Konstantinos Kyranakis (; born 19 April 1987) is a Greek politician, serving as a Member of the Hellenic Parliament for Athens B3, as a member of New Democracy party.

Early life and education 

He was born in Luxembourg and raised in Athens and Brussels. He has graduated at the European School of Brussels in 2005, holds a bachelor's degree in Law from the University of Athens and a MA in Strategic Communication from the American College of Greece.

Kyranakis has worked as a digital strategist since 2008. He was the project manager for a part of the digital campaign of Jean-Claude Juncker for President of the European Commission in 2014. and the head of the digital campaign of Kyriakos Mitsotakis for President of New Democracy in 2015.

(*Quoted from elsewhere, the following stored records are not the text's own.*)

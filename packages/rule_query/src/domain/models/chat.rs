use serde::{Deserialize, Serialize};

#[derive(Debug, Clone, Copy, Serialize, Deserialize, PartialEq, Eq)]
#[serde(rename_all = "lowercase")]
pub enum ChatRole {
    System,
    User,
    Assistant,
}

#[derive(Debug, Clone, Serialize, Deserialize, PartialEq)]
pub struct ChatMessage {
    pub role: ChatRole,
    pub content: String,
}

impl ChatMessage {
    pub fn user(content: impl Into<String>) -> Self {
        Self {
            role: ChatRole::User,
            content: content.into(),
        }
    }

    pub fn system(content: impl Into<String>) -> Self {
        Self {
            role: ChatRole::System,
            content: content.into(),
        }
    }
}

/// One completion call: a model and the ordered conversation to send
#[derive(Debug, Clone, PartialEq)]
pub struct CompletionRequest {
    pub model: String,
    pub messages: Vec<ChatMessage>,
}

impl CompletionRequest {
    /// A single-turn request carrying only `prompt`.
    pub fn from_prompt(model: impl Into<String>, prompt: impl Into<String>) -> Self {
        Self::with_history(model, &[], prompt)
    }

    /// Prior messages are kept in order and `prompt` becomes the final user turn.
    pub fn with_history(
        model: impl Into<String>,
        history: &[ChatMessage],
        prompt: impl Into<String>,
    ) -> Self {
        let mut messages = history.to_vec();
        messages.push(ChatMessage::user(prompt));
        Self {
            model: model.into(),
            messages,
        }
    }

    /// Content of the last user message.
    pub fn prompt(&self) -> &str {
        self.messages
            .iter()
            .rev()
            .find(|m| m.role == ChatRole::User)
            .map(|m| m.content.as_str())
            .unwrap_or_default()
    }
}

/// Model families that need request shaping
#[derive(Debug, Clone, Copy, PartialEq, Eq)]
pub enum ModelFamily {
    /// `o1*` / `o3*`: high reasoning effort, plain-text response format
    Reasoning,
    /// `gpt*`: explicit output cap
    Gpt,
    Other,
}

impl ModelFamily {
    pub fn of(model: &str) -> Self {
        if model.starts_with("o1") || model.starts_with("o3") {
            ModelFamily::Reasoning
        } else if model.starts_with("gpt") {
            ModelFamily::Gpt
        } else {
            ModelFamily::Other
        }
    }
}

He is a member of the International Republican Institute, and has co-founded BrainGain, an initiative aiming at reversing brain drain for Greece. Forbes Magazine nominated and selected Kyranakis in the 30 under 30 list for the year 2016.

Political career 

In 2013, Kyranakis was elected president of the Youth of the European People's Party, Europe's largest political youth organisation with over 1 million members from 40 countries and re-elected in 2015.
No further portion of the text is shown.